### Exercise objective:
In how many lines of the data below does the word "which" appear? Reply with the number and nothing more.

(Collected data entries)
####################
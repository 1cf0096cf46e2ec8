// Copyright (c) 2024-2025 DeepGraph Inc.
// SPDX-License-Identifier: Apache-2.0
//
//! Storage regions and their in-memory indexes
//!
//! Every (partition, kind, entity type) triple is stored in its own region.
//! A [`Region`] couples the storage manager of such a region with an index
//! which maps keys to record positions. Edge regions additionally index the
//! endpoints of every edge so cascading deletes and traversals never scan
//! records.

use super::error::{GraphError, GraphResult};
use crate::data::{Edge, End, EndpointSpec, Value, ATTR_KEY};
use crate::storage::record::{decode_record, encode_record};
use crate::storage::{StorageError, StorageManager, StorageResult};
use log::{debug, error};
use parking_lot::RwLock;
use std::collections::{BTreeMap, BTreeSet, HashMap};
use std::fmt;
use std::sync::Arc;

/// Region name suffix for nodes
pub const NODE_SUFFIX: &str = ".nodes";

/// Region name suffix for edges
pub const EDGE_SUFFIX: &str = ".edges";

/// Entity type stored in a region
#[derive(Debug, Clone, Copy, PartialEq, Eq, Hash)]
pub enum EntityType {
    Nodes,
    Edges,
}

impl EntityType {
    pub fn suffix(self) -> &'static str {
        match self {
            EntityType::Nodes => NODE_SUFFIX,
            EntityType::Edges => EDGE_SUFFIX,
        }
    }
}

impl fmt::Display for EntityType {
    fn fmt(&self, f: &mut fmt::Formatter<'_>) -> fmt::Result {
        match self {
            EntityType::Nodes => write!(f, "nodes"),
            EntityType::Edges => write!(f, "edges"),
        }
    }
}

/// Name of the storage region holding a kind of a partition
///
/// Different partition and kind pairs may concatenate to the same name; the
/// graph manager records which pair owns a region.
pub fn region_name(partition: &str, kind: &str, entity: EntityType) -> String {
    format!("{}{}{}", partition, kind, entity.suffix())
}

/// Attribute map as it is stored in a record
pub(crate) type Attributes = BTreeMap<String, Value>;

/// Lookup structures of one region
#[derive(Debug, Default)]
pub(crate) struct RegionIndex {
    /// Entity key to record position
    positions: HashMap<String, u64>,
    /// Edge key to its endpoints (edge regions only)
    links: HashMap<String, [EndpointSpec; 2]>,
    /// (node kind, node key) to the keys of edges referencing the node
    referrers: HashMap<(String, String), BTreeSet<String>>,
}

impl RegionIndex {
    /// Scan all records of a region
    pub(crate) fn build(manager: &dyn StorageManager, entity: EntityType) -> StorageResult<Self> {
        let mut index = Self::default();

        for position in manager.positions()? {
            let attrs: Attributes = decode_record(position, &manager.fetch(position)?)?;
            let key = attrs
                .get(ATTR_KEY)
                .and_then(Value::as_str)
                .map(str::to_string)
                .ok_or_else(|| StorageError::corrupted(position, "record without key"))?;

            if entity == EntityType::Edges {
                let edge = Edge::from_attrs(attrs);
                let (_, _, ends) = edge
                    .validate()
                    .map_err(|e| StorageError::corrupted(position, e.to_string()))?;
                index.link(&key, ends);
            }
            index.positions.insert(key, position);
        }

        Ok(index)
    }

    pub(crate) fn position(&self, key: &str) -> Option<u64> {
        self.positions.get(key).copied()
    }

    pub(crate) fn contains(&self, key: &str) -> bool {
        self.positions.contains_key(key)
    }

    pub(crate) fn len(&self) -> usize {
        self.positions.len()
    }

    /// All keys in ascending order
    pub(crate) fn keys(&self) -> Vec<String> {
        let mut keys: Vec<String> = self.positions.keys().cloned().collect();
        keys.sort();
        keys
    }

    /// Record the endpoints of an edge, replacing earlier ones
    pub(crate) fn link(&mut self, edge_key: &str, ends: [EndpointSpec; 2]) {
        self.unlink(edge_key);
        for end in &ends {
            self.referrers
                .entry((end.kind.clone(), end.key.clone()))
                .or_default()
                .insert(edge_key.to_string());
        }
        self.links.insert(edge_key.to_string(), ends);
    }

    /// Forget the endpoints of an edge
    pub(crate) fn unlink(&mut self, edge_key: &str) {
        let Some(ends) = self.links.remove(edge_key) else {
            return;
        };
        for end in ends {
            let node = (end.kind, end.key);
            if let Some(edges) = self.referrers.get_mut(&node) {
                edges.remove(edge_key);
                if edges.is_empty() {
                    self.referrers.remove(&node);
                }
            }
        }
    }

    /// Edges referencing a node, with the end at which they reference it
    pub(crate) fn referrers<'a>(
        &'a self,
        kind: &'a str,
        key: &'a str,
    ) -> impl Iterator<Item = (&'a str, End, &'a [EndpointSpec; 2])> + 'a {
        self.referrers
            .get(&(kind.to_string(), key.to_string()))
            .into_iter()
            .flatten()
            .filter_map(move |edge_key| {
                self.links
                    .get(edge_key)
                    .map(|ends| (edge_key.as_str(), ends))
            })
            .flat_map(move |(edge_key, ends)| {
                End::BOTH
                    .into_iter()
                    .filter(move |end| {
                        let spec = &ends[*end as usize];
                        spec.kind == kind && spec.key == key
                    })
                    .map(move |end| (edge_key, end, ends))
            })
    }

    /// Keys of edges which must go when the node is removed
    pub(crate) fn cascading_referrers(&self, kind: &str, key: &str) -> Vec<String> {
        let edges: BTreeSet<&str> = self
            .referrers(kind, key)
            .filter(|(_, end, ends)| ends[*end as usize].cascading)
            .map(|(edge_key, _, _)| edge_key)
            .collect();
        edges.into_iter().map(str::to_string).collect()
    }
}

/// An open storage region with its index
pub(crate) struct Region {
    name: String,
    entity: EntityType,
    manager: Arc<dyn StorageManager>,
    pub(crate) index: RwLock<RegionIndex>,
}

impl Region {
    pub(crate) fn new(
        name: String,
        entity: EntityType,
        manager: Arc<dyn StorageManager>,
        index: RegionIndex,
    ) -> Self {
        Self {
            name,
            entity,
            manager,
            index: RwLock::new(index),
        }
    }

    pub(crate) fn name(&self) -> &str {
        &self.name
    }

    pub(crate) fn entity(&self) -> EntityType {
        self.entity
    }

    /// Read the attributes stored at a position
    pub(crate) fn fetch(&self, position: u64) -> GraphResult<Attributes> {
        self.manager
            .fetch(position)
            .and_then(|record| decode_record(position, &record))
            .map_err(|e| {
                error!(
                    "Could not read position {} of region '{}': {}",
                    position, self.name, e
                );
                GraphError::reading(format!("{} - {}", self.name, e), e)
            })
    }

    /// Insert or overwrite the record of an entity
    pub(crate) fn put(
        &self,
        index: &mut RegionIndex,
        key: &str,
        attrs: &Attributes,
    ) -> GraphResult<()> {
        let record = encode_record(attrs).map_err(|e| self.write_error(e))?;

        match index.position(key) {
            Some(position) => {
                self.manager
                    .update(position, &record)
                    .map_err(|e| self.write_error(e))?;
                debug!("Updated '{}' at position {} of '{}'", key, position, self.name);
            }
            None => {
                let position = self
                    .manager
                    .insert(&record)
                    .map_err(|e| self.write_error(e))?;
                index.positions.insert(key.to_string(), position);
                debug!("Inserted '{}' at position {} of '{}'", key, position, self.name);
            }
        }
        Ok(())
    }

    /// Delete the record of an entity and return its attributes
    pub(crate) fn delete(
        &self,
        index: &mut RegionIndex,
        key: &str,
    ) -> GraphResult<Option<Attributes>> {
        let Some(position) = index.position(key) else {
            return Ok(None);
        };

        let attrs = self.fetch(position)?;
        self.manager.free(position).map_err(|e| self.write_error(e))?;

        index.positions.remove(key);
        index.unlink(key);
        debug!("Freed '{}' at position {} of '{}'", key, position, self.name);

        Ok(Some(attrs))
    }

    pub(crate) fn flush(&self) -> GraphResult<()> {
        self.manager.flush().map_err(|e| self.write_error(e))
    }

    fn write_error(&self, e: StorageError) -> GraphError {
        error!("Could not write to region '{}': {}", self.name, e);
        GraphError::writing(format!("{} - {}", self.name, e), e)
    }
}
####################
### Solution for this task:
4